In recent years, more and more people have fallen into the inheritance tax (IHT) net, largely owing to house price inflation and overall growth in individual wealth. Unlike income tax, there is no incremental scale for IHT. So if your estate is worth up to £275,000, you pay no tax. Anything over that amount and you could potentially pay 40 per cent on it – for example a £300,000 house could incur IHT of £10,000.
In the 2005/06 tax year, HM Revenue & Customs received £3.4bn in IHT compared with just £1.68bn in 1997/98 (Source: HM Revenue & Customs 2006).
Another contributory factor has been the closure of many loopholes in tax planning, with stricter enforcement of existing legislation. New rules on pre-owned assets have sought to clamp down on people giving away assets to heirs while still benefiting from them.

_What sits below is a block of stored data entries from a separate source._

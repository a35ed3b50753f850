// Copyright 2026 the Flipbook Authors
// SPDX-License-Identifier: Apache-2.0 OR MIT

//! Display output identification and desktop geometry.
//!
//! [`OutputId`] is a lightweight handle identifying a specific display.
//! Backends assign these; core treats them as opaque. [`DesktopBounds`] is the
//! rectangle an output occupies in desktop coordinates.

use core::fmt;

/// Identifies a specific display output.
///
/// Backends assign output IDs to distinguish multiple displays. Core code
/// passes them through without interpreting the value.
#[derive(Clone, Copy, PartialEq, Eq, PartialOrd, Ord, Hash, Default)]
pub struct OutputId(pub u32);

impl fmt::Debug for OutputId {
    fn fmt(&self, f: &mut fmt::Formatter<'_>) -> fmt::Result {
        write!(f, "OutputId({})", self.0)
    }
}

/// A rectangle in desktop coordinates, half-open on the right and bottom.
#[derive(Clone, Copy, Debug, PartialEq, Eq, Hash, Default)]
pub struct DesktopBounds {
    /// Left edge.
    pub left: i32,
    /// Top edge.
    pub top: i32,
    /// Right edge, exclusive.
    pub right: i32,
    /// Bottom edge, exclusive.
    pub bottom: i32,
}

impl DesktopBounds {
    /// Creates bounds from an origin and a size.
    #[must_use]
    pub const fn from_origin_size(left: i32, top: i32, width: u32, height: u32) -> Self {
        Self {
            left,
            top,
            right: left.saturating_add_unsigned(width),
            bottom: top.saturating_add_unsigned(height),
        }
    }

    /// Width in pixels.
    #[must_use]
    pub const fn width(&self) -> u32 {
        self.right.abs_diff(self.left)
    }

    /// Height in pixels.
    #[must_use]
    pub const fn height(&self) -> u32 {
        self.bottom.abs_diff(self.top)
    }

    /// Smallest rectangle covering both.
    #[must_use]
    pub const fn union(self, other: Self) -> Self {
        Self {
            left: if self.left < other.left { self.left } else { other.left },
            top: if self.top < other.top { self.top } else { other.top },
            right: if self.right > other.right { self.right } else { other.right },
            bottom: if self.bottom > other.bottom { self.bottom } else { other.bottom },
        }
    }

    /// Union of all `outputs`, or `None` if there are none.
    #[must_use]
    pub fn enclosing(outputs: &[Self]) -> Option<Self> {
        outputs.iter().copied().reduce(Self::union)
    }
}

/// A display output taking part in the session.
#[derive(Clone, Copy, Debug, PartialEq, Eq, Hash)]
pub struct OutputDesc {
    /// Backend-assigned identifier.
    pub id: OutputId,
    /// Where the output sits on the desktop.
    pub bounds: DesktopBounds,
}

/// What [`Session::init_output`](crate::session::Session::init_output) set up.
#[derive(Clone, Copy, Debug, PartialEq, Eq, Hash)]
pub struct OutputInfo {
    /// Number of outputs covered by the desktop.
    pub output_count: usize,
    /// Union of all output rectangles.
    pub desktop: DesktopBounds,
}

#[cfg(test)]
mod tests {
    use super::*;

    #[test]
    fn single_output_is_its_own_desktop() {
        let main = DesktopBounds::from_origin_size(0, 0, 1920, 1080);
        assert_eq!(DesktopBounds::enclosing(&[main]), Some(main));
        assert_eq!((main.width(), main.height()), (1920, 1080));
    }

    #[test]
    fn desktop_is_union_of_outputs() {
        let left = DesktopBounds::from_origin_size(-1280, 100, 1280, 1024);
        let main = DesktopBounds::from_origin_size(0, 0, 1920, 1080);
        let desktop = DesktopBounds::enclosing(&[main, left]).unwrap();
        assert_eq!(
            desktop,
            DesktopBounds {
                left: -1280,
                top: 0,
                right: 1920,
                bottom: 1124,
            }
        );
        assert_eq!(desktop.width(), 3200);
    }

    #[test]
    fn no_outputs_has_no_desktop() {
        assert_eq!(DesktopBounds::enclosing(&[]), None);
    }
}
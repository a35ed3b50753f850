// Copyright 2026 the Flipbook Authors
// SPDX-License-Identifier: Apache-2.0 OR MIT

//! Single-threaded backend doubles that log every call.

use alloc::format;
use alloc::rc::Rc;
use alloc::string::String;
use alloc::vec;
use alloc::vec::Vec;
use core::cell::{Cell, RefCell};
use core::time::Duration;

use crate::backend::{
    AcquireStatus, DisplayPipeline, DrawCall, FenceWait, GpuDevice, InitData, KeyedMutex,
    MappedImage, PixelBox, ScanoutTask, SharedHandle, TextureDesc, TimelineFence,
};
use crate::compositor::Vertex;
use crate::error::{DeviceError, Operation, Status};

#[derive(Debug)]
struct FenceState {
    value: Cell<u64>,
    tick_on_wait: Cell<u64>,
    handle: u64,
}

/// A fence whose value only moves when the test says so.
#[derive(Clone, Debug)]
pub(crate) struct FakeFence(Rc<FenceState>);

impl FakeFence {
    pub(crate) fn new(value: u64) -> Self {
        Self::with_handle(value, 0)
    }

    fn with_handle(value: u64, handle: u64) -> Self {
        Self(Rc::new(FenceState {
            value: Cell::new(value),
            tick_on_wait: Cell::new(0),
            handle,
        }))
    }

    /// Moves the fence forward by `n`.
    pub(crate) fn advance(&self, n: u64) {
        self.0.value.set(self.0.value.get() + n);
    }

    /// Makes every blocking wait advance the fence by `n` first, as if that
    /// many vertical blanks happened during the wait.
    pub(crate) fn tick_on_wait(&self, n: u64) {
        self.0.tick_on_wait.set(n);
    }

    fn set(&self, value: u64) {
        self.0.value.set(value);
    }
}

impl TimelineFence for FakeFence {
    fn completed_value(&self) -> u64 {
        self.0.value.get()
    }

    fn wait(&self, value: u64, _timeout: Duration) -> Result<FenceWait, DeviceError> {
        if self.completed_value() < value {
            self.advance(self.0.tick_on_wait.get());
        }
        let completed = self.completed_value();
        if completed >= value {
            Ok(FenceWait::Reached(completed))
        } else {
            Ok(FenceWait::TimedOut(completed))
        }
    }

    fn share(&self) -> Result<SharedHandle, DeviceError> {
        Ok(SharedHandle(self.0.handle))
    }
}

#[derive(Debug, Default)]
struct Shared {
    log: Vec<String>,
    faults: Vec<(Operation, Status)>,
    fences: Vec<FakeFence>,
    periodic: Option<FakeFence>,
    busy: bool,
    pending_signals: Vec<(FakeFence, u64)>,
}

/// Shared state behind the fake device, display pipeline and keyed mutex.
#[derive(Clone, Debug, Default)]
pub(crate) struct FakeBackend(Rc<RefCell<Shared>>);

impl FakeBackend {
    pub(crate) fn new() -> Self {
        Self::default()
    }

    pub(crate) fn device(&self) -> FakeDevice {
        FakeDevice(self.clone())
    }

    pub(crate) fn pipeline(&self) -> FakePipeline {
        FakePipeline(self.clone())
    }

    pub(crate) fn mutex(&self) -> FakeMutex {
        FakeMutex(self.clone())
    }

    /// Makes the next call of `op` fail with `status`.
    pub(crate) fn fail(&self, op: Operation, status: Status) {
        self.0.borrow_mut().faults.push((op, status));
    }

    /// Makes the keyed mutex time out until cleared.
    pub(crate) fn set_busy(&self, busy: bool) {
        self.0.borrow_mut().busy = busy;
    }

    pub(crate) fn log(&self) -> Vec<String> {
        self.0.borrow().log.clone()
    }

    pub(crate) fn clear_log(&self) {
        self.0.borrow_mut().log.clear();
    }

    pub(crate) fn periodic_fence(&self) -> Option<FakeFence> {
        self.0.borrow().periodic.clone()
    }

    fn record(&self, entry: String) {
        self.0.borrow_mut().log.push(entry);
    }

    fn check(&self, op: Operation) -> Result<(), DeviceError> {
        let mut shared = self.0.borrow_mut();
        match shared.faults.iter().position(|(fault, _)| *fault == op) {
            Some(i) => {
                let (_, status) = shared.faults.remove(i);
                Err(DeviceError::new(op, status))
            }
            None => Ok(()),
        }
    }

    fn new_fence(&self, value: u64) -> FakeFence {
        let mut shared = self.0.borrow_mut();
        let handle = 0x100 + shared.fences.len() as u64;
        let fence = FakeFence::with_handle(value, handle);
        shared.fences.push(fence.clone());
        fence
    }

    fn find_fence(&self, handle: SharedHandle, op: Operation) -> Result<FakeFence, DeviceError> {
        self.0
            .borrow()
            .fences
            .iter()
            .find(|fence| fence.0.handle == handle.0)
            .cloned()
            .ok_or(DeviceError::new(op, Status::InvalidHandle))
    }
}

/// A texture identified by number.
#[derive(Clone, Copy, Debug, PartialEq, Eq)]
pub(crate) struct FakeTexture {
    pub(crate) id: u32,
    pub(crate) width: u32,
    pub(crate) height: u32,
}

#[derive(Debug)]
pub(crate) struct FakeDevice(FakeBackend);

impl FakeDevice {
    pub(crate) fn fence(&mut self, initial: u64) -> FakeFence {
        self.0.new_fence(initial)
    }
}

impl GpuDevice for FakeDevice {
    type Texture = FakeTexture;
    type View = u32;
    type Buffer = Vec<Vertex>;
    type Fence = FakeFence;

    fn texture_size(&self, texture: &FakeTexture) -> (u32, u32) {
        (texture.width, texture.height)
    }

    fn create_texture(
        &mut self,
        desc: &TextureDesc,
        _init: InitData<'_>,
    ) -> Result<FakeTexture, DeviceError> {
        self.0.check(Operation::CreateTexture)?;
        self.0
            .record(format!("create-texture {}x{}", desc.width, desc.height));
        Ok(FakeTexture {
            id: 900,
            width: desc.width,
            height: desc.height,
        })
    }

    fn create_view(&mut self, texture: &FakeTexture) -> Result<u32, DeviceError> {
        self.0.check(Operation::CreateView)?;
        Ok(texture.id)
    }

    fn create_vertex_buffer(&mut self, vertices: &[Vertex]) -> Result<Vec<Vertex>, DeviceError> {
        self.0.check(Operation::CreateBuffer)?;
        Ok(vertices.to_vec())
    }

    fn read_region(
        &mut self,
        _texture: &FakeTexture,
        region: PixelBox,
    ) -> Result<MappedImage, DeviceError> {
        self.0.check(Operation::ReadRegion)?;
        self.0.record(format!(
            "read {},{} {}x{}",
            region.left,
            region.top,
            region.width(),
            region.height()
        ));
        Ok(MappedImage {
            pixels: vec![0xFF00_0000; (region.width() * region.height()) as usize],
            width: region.width(),
            height: region.height(),
            pitch: region.width(),
        })
    }

    fn draw(&mut self, call: &DrawCall<'_, Self>) -> Result<(), DeviceError> {
        self.0.check(Operation::Draw)?;
        self.0.record(format!(
            "draw target={} source={} blend={:?}",
            call.target.id, call.source, call.blend
        ));
        Ok(())
    }

    fn create_fence(&mut self, initial: u64) -> Result<FakeFence, DeviceError> {
        self.0.check(Operation::CreateFence)?;
        Ok(self.0.new_fence(initial))
    }

    fn open_fence(&mut self, handle: SharedHandle) -> Result<FakeFence, DeviceError> {
        self.0.check(Operation::OpenFence)?;
        self.0.find_fence(handle, Operation::OpenFence)
    }

    fn signal(&mut self, fence: &FakeFence, value: u64) -> Result<(), DeviceError> {
        self.0.check(Operation::Signal)?;
        self.0.record(format!("signal {value}"));
        self.0
            .0
            .borrow_mut()
            .pending_signals
            .push((fence.clone(), value));
        Ok(())
    }

    fn flush(&mut self) {
        let pending = core::mem::take(&mut self.0.0.borrow_mut().pending_signals);
        for (fence, value) in pending {
            fence.set(value);
        }
        self.0.record(String::from("flush"));
    }
}

#[derive(Debug)]
pub(crate) struct FakePipeline(FakeBackend);

impl DisplayPipeline for FakePipeline {
    type Primary = u32;
    type Scanout = u32;
    type Fence = FakeFence;

    fn create_scanout(&mut self, primary: &u32) -> Result<u32, DeviceError> {
        self.0.record(format!("create-scanout {primary}"));
        self.0.check(Operation::CreateScanout)?;
        Ok(*primary)
    }

    fn import_fence(&mut self, handle: SharedHandle) -> Result<FakeFence, DeviceError> {
        self.0.check(Operation::ImportFence)?;
        self.0.record(format!("import-fence {:#x}", handle.0));
        self.0.find_fence(handle, Operation::ImportFence)
    }

    fn create_periodic_fence(&mut self, lead_time: Duration) -> Result<FakeFence, DeviceError> {
        self.0.check(Operation::CreatePeriodicFence)?;
        self.0.record(format!("periodic-fence {lead_time:?}"));
        let fence = self.0.new_fence(0);
        self.0.0.borrow_mut().periodic = Some(fence.clone());
        Ok(fence)
    }

    fn execute(&mut self, task: ScanoutTask<'_, Self>) -> Result<(), DeviceError> {
        self.0.check(Operation::ExecuteTask)?;
        let wait = task.wait().map_or(0, |(_, value)| value);
        self.0
            .record(format!("execute scanout={} wait={wait}", task.scanout()));
        Ok(())
    }

    fn backoff(&mut self, delay: Duration) {
        self.0.record(format!("backoff {delay:?}"));
    }
}

#[derive(Debug)]
pub(crate) struct FakeMutex(FakeBackend);

impl KeyedMutex for FakeMutex {
    fn acquire(&mut self, key: u64, _timeout: Duration) -> Result<AcquireStatus, DeviceError> {
        self.0.check(Operation::AcquireSync)?;
        self.0.record(format!("acquire {key}"));
        if self.0.0.borrow().busy {
            Ok(AcquireStatus::TimedOut)
        } else {
            Ok(AcquireStatus::Acquired)
        }
    }

    fn release(&mut self, key: u64) -> Result<(), DeviceError> {
        self.0.check(Operation::ReleaseSync)?;
        self.0.record(format!("release {key}"));
        Ok(())
    }

    fn shared_handle(&self) -> SharedHandle {
        SharedHandle(0xF00D)
    }
}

Although there are now fewer ways to reduce the tax paid on estates, some legitimate options are still available; however, taking professional advice is crucial with such schemes.
Marriage allowances
Any inheritance by a spouse is not subject to IHT, and this exemption also now covers same-sex couples who are registered as civil partners. It does not cover co-habiting couples.
Using the nil-rate band
Most people leave all their assets to their wife or husband in the knowledge that there will be no IHT to pay. But this means that when the second parent dies, anything left in their estate above the nil-rate band could be subject to IHT. One potential option is to make use of the nil-rate band using a nil-rate band discretionary Will trust when the first parent dies, rather than waiting until both expire.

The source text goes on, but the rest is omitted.